2. Already in the 1960s the SI attracted those seeking to fetishize their output — their ultra-modern journal with its differently coloured metallised covers, their infamous détourned comic-posters and leaflets, their films, even (and especially) the paintings and architectural models of the early group. Indeed today Situationist paraphernalia are much sought after collectibles fetching tidy sums that reflect their new found exclusivity (and thus effective recuperation as mere things). However while the group persisted the most scorn was reserved for those people who fetishized the radical theory of the SI, approving of all of its statements from on high (or afar), without contributing to either the elaboration or development of a peculiarly Situationist project.

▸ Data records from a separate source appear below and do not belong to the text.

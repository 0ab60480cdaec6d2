//! Per-guild bounded FIFO of pending utterances.
//!
//! Queues are created lazily on first enqueue, live only in memory, and drop
//! their oldest entry when a new message arrives at capacity. Producers are
//! command handlers on arbitrary tasks; the scheduler is the only consumer
//! per guild.

use chrono::{DateTime, Utc};
use serde::{Deserialize, Serialize};
use std::collections::{HashMap, VecDeque};
use std::sync::RwLock;
use tracing::debug;
use uuid::Uuid;

use crate::error::VoiceError;

pub const DEFAULT_QUEUE_CAPACITY: usize = 10;
pub const MIN_QUEUE_CAPACITY: usize = 1;
pub const MAX_QUEUE_CAPACITY: usize = 100;

/// One message awaiting synthesis. Immutable once created; owned by the
/// queue until dequeued, then by the scheduler for the rest of processing.
#[derive(Debug, Clone, Serialize, Deserialize)]
pub struct QueuedUtterance {
    pub id: Uuid,
    pub guild_id: String,
    pub channel_id: String,
    pub user_id: String,
    pub user_name: String,
    pub text: String,
    pub queued_at: DateTime<Utc>,
}

impl QueuedUtterance {
    pub fn new(
        guild_id: impl Into<String>,
        channel_id: impl Into<String>,
        user_id: impl Into<String>,
        user_name: impl Into<String>,
        text: impl Into<String>,
    ) -> Self {
        Self {
            id: Uuid::new_v4(),
            guild_id: guild_id.into(),
            channel_id: channel_id.into(),
            user_id: user_id.into(),
            user_name: user_name.into(),
            text: text.into(),
            queued_at: Utc::now(),
        }
    }
}

struct GuildQueue {
    entries: VecDeque<QueuedUtterance>,
    capacity: usize,
}

impl GuildQueue {
    fn new(capacity: usize) -> Self {
        Self {
            entries: VecDeque::new(),
            capacity,
        }
    }

    fn push(&mut self, utterance: QueuedUtterance) -> Option<QueuedUtterance> {
        let evicted = if self.entries.len() >= self.capacity {
            self.entries.pop_front()
        } else {
            None
        };
        self.entries.push_back(utterance);
        evicted
    }
}

/// Registry of per-guild queues behind a single reader/writer lock.
pub struct MessageQueue {
    queues: RwLock<HashMap<String, GuildQueue>>,
    default_capacity: usize,
}

impl Default for MessageQueue {
    fn default() -> Self {
        Self::new()
    }
}

impl MessageQueue {
    pub fn new() -> Self {
        Self::with_capacity(DEFAULT_QUEUE_CAPACITY)
    }

    pub fn with_capacity(default_capacity: usize) -> Self {
        Self {
            queues: RwLock::new(HashMap::new()),
            default_capacity,
        }
    }

    /// Appends an utterance to its guild's queue. At capacity the oldest
    /// entry is evicted first; eviction is not an error.
    pub fn enqueue(&self, utterance: QueuedUtterance) -> Result<(), VoiceError> {
        if utterance.guild_id.is_empty() {
            return Err(VoiceError::InvalidInput(
                "utterance is missing a guild id".to_string(),
            ));
        }

        let mut queues = self.queues.write().unwrap();
        let queue = queues
            .entry(utterance.guild_id.clone())
            .or_insert_with(|| GuildQueue::new(self.default_capacity));

        let guild_id = utterance.guild_id.clone();
        if let Some(evicted) = queue.push(utterance) {
            debug!(
                guild_id = %guild_id,
                dropped = %evicted.id,
                "queue at capacity, dropped oldest utterance"
            );
        }
        Ok(())
    }

    /// Removes and returns the oldest pending utterance, or `None` when the
    /// guild has nothing queued.
    pub fn dequeue(&self, guild_id: &str) -> Option<QueuedUtterance> {
        let mut queues = self.queues.write().unwrap();
        queues.get_mut(guild_id)?.entries.pop_front()
    }

    pub fn size(&self, guild_id: &str) -> usize {
        self.queues
            .read()
            .unwrap()
            .get(guild_id)
            .map(|q| q.entries.len())
            .unwrap_or(0)
    }

    pub fn clear(&self, guild_id: &str) {
        if let Some(queue) = self.queues.write().unwrap().get_mut(guild_id) {
            queue.entries.clear();
        }
    }

    /// Drops the guild's queue entirely, capacity override included.
    pub fn remove_guild(&self, guild_id: &str) {
        self.queues.write().unwrap().remove(guild_id);
    }

    /// Changes a guild's capacity. Shrinking trims from the front so the
    /// most recent `capacity` entries survive.
    pub fn set_max_size(&self, guild_id: &str, capacity: usize) -> Result<(), VoiceError> {
        if !(MIN_QUEUE_CAPACITY..=MAX_QUEUE_CAPACITY).contains(&capacity) {
            return Err(VoiceError::InvalidInput(format!(
                "queue capacity {capacity} out of range [{MIN_QUEUE_CAPACITY}, {MAX_QUEUE_CAPACITY}]"
            )));
        }

        let mut queues = self.queues.write().unwrap();
        let queue = queues
            .entry(guild_id.to_string())
            .or_insert_with(|| GuildQueue::new(self.default_capacity));
        queue.capacity = capacity;
        while queue.entries.len() > capacity {
            queue.entries.pop_front();
        }
        Ok(())
    }
}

Debord would end by calling such fetishists ‘pro-situs’. Perhaps the most famous example is Jean Baudrillard, whose work was a self-conscious attempt to one-up the SI in terms of radicality, but who rarely moved beyond the orbit of the university.
3. The Situationist position against ‘aesthetics’ was fairly straightforward. As Debord wrote in the founding document, ‘[i]n contrast to the aesthetic modes that strive to fix and eternalize some emotion, the situationist attitude consists in going with the flow of time’ (Debord 1957). Indeed the Hamburg Theses was an attempt to encapsulate such a perspective, against the fetish of the art-object, and other forms of ‘objectified’ and ‘alienable’ results of practice — artistic and otherwise — that attempted to ‘to fix and eternalize’. Nonetheless the Situationists were fully cognizant of the fact that their production of things would be fetishized and ‘aestheticized’ (cf. 2 above). Such objects would, perforce, not be examples of a ‘Situationist aesthetic’ but rather examples of the ‘anti-Situationist’ practice of Situationists. As the Situationist Attila Kotányi argued at the 5th Conference of the SI, ‘I urge you not to forget that our present productions are anti-Situationist […] [W]e know that such [artistic & theoretical] works will be recuperated by the society and used against us’ (S.I. 1962). Kotányi’s broader point was that anything produced by the SI under conditions of persisting capitalism was liable to recuperation; however the Situationist project was not reducible to such but rather ‘certain truths which have an explosive power’ entailing not only the formal rejection of commodification and ‘aesthetics’ but the practical task of working toward the end of capitalist society and the specialised modes of artistic representations and aesthetics (ibid.). Unfortunately such a straightforward and clearly anti-aesthetic perspective has, alas, been lost on many scholastic recuperators, wilfully or not — recent examples include McKenzie Wark (2011), Tom McDonough (1997, 2009), and Sam Cooper (2012) (the organiser of a conference in June 2012 called ‘Situationist Aesthetics’).
4. Such was the argument that Debord and others argued against at the Fourth conference of the SI in 1960. Cf. Situationist International, 'The Fourth Conference of the SI in London [1960]', trans. by Reuben Keehan and Ken Knabb.
5. Without doubt there is more buried away in this phrase, particularly the debt owed to Hegel’s conception of ‘aufheben’ (i.e. the abolition and preservation of past ideas in their dialectical ‘transcendence’). Debord’s historical account of the origins of ‘independent’ artistic practices in the late feudal/early Modern period of capitalism’s rise to global dominance is crucial in this regard, pointing to the movements in artistic practice as themselves a form of dialectical change. Cf. The Society of the Spectacle, in particular, chapter 8; ‘Negation and Consumption within Culture’.